Data records
▶
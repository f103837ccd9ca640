//! Role-check helper over a clipboard.

use warden_types::{Entity, RoleRef};

use crate::Result;
use crate::clipboard::{Clipboard, RoleCheckOp};

/// Fluent role checks for one authority: `is(user).an(&["admin"])`.
pub struct ChecksRoles<'a> {
    authority: Entity,
    clipboard: &'a dyn Clipboard,
}

impl<'a> ChecksRoles<'a> {
    pub fn new(authority: Entity, clipboard: &'a dyn Clipboard) -> Self {
        Self { authority, clipboard }
    }

    /// Whether the authority holds any of the given roles.
    pub async fn an(&self, roles: &[RoleRef]) -> Result<bool> {
        self.clipboard.check_role(&self.authority, roles, RoleCheckOp::Or, None).await
    }

    /// Alias for [`an`](Self::an).
    pub async fn a(&self, roles: &[RoleRef]) -> Result<bool> {
        self.an(roles).await
    }

    /// Whether the authority holds none of the given roles.
    pub async fn not_an(&self, roles: &[RoleRef]) -> Result<bool> {
        self.clipboard.check_role(&self.authority, roles, RoleCheckOp::Not, None).await
    }

    /// Whether the authority holds all of the given roles.
    pub async fn all(&self, roles: &[RoleRef]) -> Result<bool> {
        self.clipboard.check_role(&self.authority, roles, RoleCheckOp::And, None).await
    }

    /// Whether the authority holds any of the roles for the restriction.
    pub async fn an_for(&self, roles: &[RoleRef], restriction: &Entity) -> Result<bool> {
        self.clipboard
            .check_role(&self.authority, roles, RoleCheckOp::Or, Some(restriction))
            .await
    }

    /// Whether the authority holds none of the roles for the restriction.
    pub async fn not_an_for(&self, roles: &[RoleRef], restriction: &Entity) -> Result<bool> {
        self.clipboard
            .check_role(&self.authority, roles, RoleCheckOp::Not, Some(restriction))
            .await
    }

    /// Whether the authority holds all of the roles for the restriction.
    pub async fn all_for(&self, roles: &[RoleRef], restriction: &Entity) -> Result<bool> {
        self.clipboard
            .check_role(&self.authority, roles, RoleCheckOp::And, Some(restriction))
            .await
    }
}
//! Deferred conductors.
//!
//! A conductor invoked with a single authority and no restriction yet can
//! defer: the builder captures later `for_restriction` calls and applies
//! the mutation only at the terminal `apply()`. Dropping a builder without
//! applying it performs nothing; there is no implicit commit.

use tracing::warn;

use warden_types::Entity;

use crate::Result;
use crate::conductors::{AssignsRoles, RemovesRoles};

/// A pending role assignment awaiting restrictions and `apply()`.
#[must_use = "a lazy assignment does nothing until `apply` is called"]
pub struct LazyAssignment {
    conductor: AssignsRoles,
    authority: Entity,
    restrictions: Vec<Entity>,
    applied: bool,
}

impl LazyAssignment {
    pub(crate) fn new(conductor: AssignsRoles, authority: Entity) -> Self {
        Self { conductor, authority, restrictions: Vec::new(), applied: false }
    }

    /// Scope the pending assignment to a restriction entity. May be called
    /// repeatedly to accumulate restrictions.
    pub fn for_restriction(mut self, restriction: impl Into<Entity>) -> Self {
        self.restrictions.push(restriction.into());
        self
    }

    /// Perform the assignment.
    pub async fn apply(mut self) -> Result<()> {
        self.applied = true;
        self.conductor.to(&[self.authority.clone()], &self.restrictions).await
    }
}

impl Drop for LazyAssignment {
    fn drop(&mut self) {
        if !self.applied {
            warn!(authority = %self.authority.kind, "lazy assignment dropped without apply");
        }
    }
}

/// A pending role retraction awaiting restrictions and `apply()`.
#[must_use = "a lazy retraction does nothing until `apply` is called"]
pub struct LazyRetraction {
    conductor: RemovesRoles,
    authority: Entity,
    restrictions: Vec<Entity>,
    applied: bool,
}

impl LazyRetraction {
    pub(crate) fn new(conductor: RemovesRoles, authority: Entity) -> Self {
        Self { conductor, authority, restrictions: Vec::new(), applied: false }
    }

    pub fn for_restriction(mut self, restriction: impl Into<Entity>) -> Self {
        self.restrictions.push(restriction.into());
        self
    }

    /// Perform the retraction.
    pub async fn apply(mut self) -> Result<()> {
        self.applied = true;
        self.conductor.from(&[self.authority.clone()], &self.restrictions).await
    }
}

impl Drop for LazyRetraction {
    fn drop(&mut self) {
        if !self.applied {
            warn!(authority = %self.authority.kind, "lazy retraction dropped without apply");
        }
    }
}
//! Capability traits for entity types.
//!
//! Any type that can name itself as an [`Entity`] (an id plus a type tag)
//! gets the authorization surface by composition. The clipboard is passed
//! explicitly at every call site; there is no ambient resolver.

use async_trait::async_trait;

use warden_types::{Entity, Role, RoleRef, Target};

use crate::Result;
use crate::clipboard::{Clipboard, RoleCheckOp};

/// Identity hook: how a type names itself for authorization purposes.
pub trait AsEntity {
    fn as_entity(&self) -> Entity;
}

impl AsEntity for Entity {
    fn as_entity(&self) -> Entity {
        self.clone()
    }
}

impl AsEntity for Role {
    fn as_entity(&self) -> Entity {
        self.entity()
    }
}

/// Ability checks for any entity type.
#[async_trait]
pub trait CanCheckAbility: AsEntity + Sync {
    async fn can(
        &self,
        clipboard: &dyn Clipboard,
        ability: &str,
        target: Option<&Target>,
    ) -> Result<bool> {
        clipboard.check(&self.as_entity(), ability, target, None).await
    }

    async fn cannot(
        &self,
        clipboard: &dyn Clipboard,
        ability: &str,
        target: Option<&Target>,
    ) -> Result<bool> {
        Ok(!self.can(clipboard, ability, target).await?)
    }

    /// Check within a restriction context.
    async fn can_for(
        &self,
        clipboard: &dyn Clipboard,
        ability: &str,
        restriction: &Entity,
        target: Option<&Target>,
    ) -> Result<bool> {
        clipboard.check(&self.as_entity(), ability, target, Some(restriction)).await
    }

    async fn cannot_for(
        &self,
        clipboard: &dyn Clipboard,
        ability: &str,
        restriction: &Entity,
        target: Option<&Target>,
    ) -> Result<bool> {
        Ok(!self.can_for(clipboard, ability, restriction, target).await?)
    }
}

impl<T: AsEntity + Sync> CanCheckAbility for T {}

/// Role checks for any entity type.
#[async_trait]
pub trait HasRoles: AsEntity + Sync {
    /// Whether this entity holds any of the given roles.
    async fn is_an(&self, clipboard: &dyn Clipboard, roles: &[RoleRef]) -> Result<bool> {
        clipboard.check_role(&self.as_entity(), roles, RoleCheckOp::Or, None).await
    }

    /// Whether this entity holds none of the given roles.
    async fn is_not_an(&self, clipboard: &dyn Clipboard, roles: &[RoleRef]) -> Result<bool> {
        clipboard.check_role(&self.as_entity(), roles, RoleCheckOp::Not, None).await
    }

    /// Whether this entity holds all of the given roles.
    async fn is_all(&self, clipboard: &dyn Clipboard, roles: &[RoleRef]) -> Result<bool> {
        clipboard.check_role(&self.as_entity(), roles, RoleCheckOp::And, None).await
    }

    async fn is_an_for(
        &self,
        clipboard: &dyn Clipboard,
        roles: &[RoleRef],
        restriction: &Entity,
    ) -> Result<bool> {
        clipboard
            .check_role(&self.as_entity(), roles, RoleCheckOp::Or, Some(restriction))
            .await
    }

    async fn is_not_an_for(
        &self,
        clipboard: &dyn Clipboard,
        roles: &[RoleRef],
        restriction: &Entity,
    ) -> Result<bool> {
        clipboard
            .check_role(&self.as_entity(), roles, RoleCheckOp::Not, Some(restriction))
            .await
    }

    async fn is_all_for(
        &self,
        clipboard: &dyn Clipboard,
        roles: &[RoleRef],
        restriction: &Entity,
    ) -> Result<bool> {
        clipboard
            .check_role(&self.as_entity(), roles, RoleCheckOp::And, Some(restriction))
            .await
    }

    /// This entity's role names for global assignments.
    async fn roles(&self, clipboard: &dyn Clipboard) -> Result<Vec<String>> {
        clipboard.get_roles(&self.as_entity()).await
    }

    /// This entity's role names for assignments scoped to the restriction.
    async fn roles_for(
        &self,
        clipboard: &dyn Clipboard,
        restriction: &Entity,
    ) -> Result<Vec<String>> {
        clipboard.get_roles_for_restriction(&self.as_entity(), restriction).await
    }
}

impl<T: AsEntity + Sync> HasRoles for T {}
◀
Could you copy every line in the records that holds "ChecksRoles"?

Result for this exercise:
pub struct ChecksRoles<'a> {
impl<'a> ChecksRoles<'a> {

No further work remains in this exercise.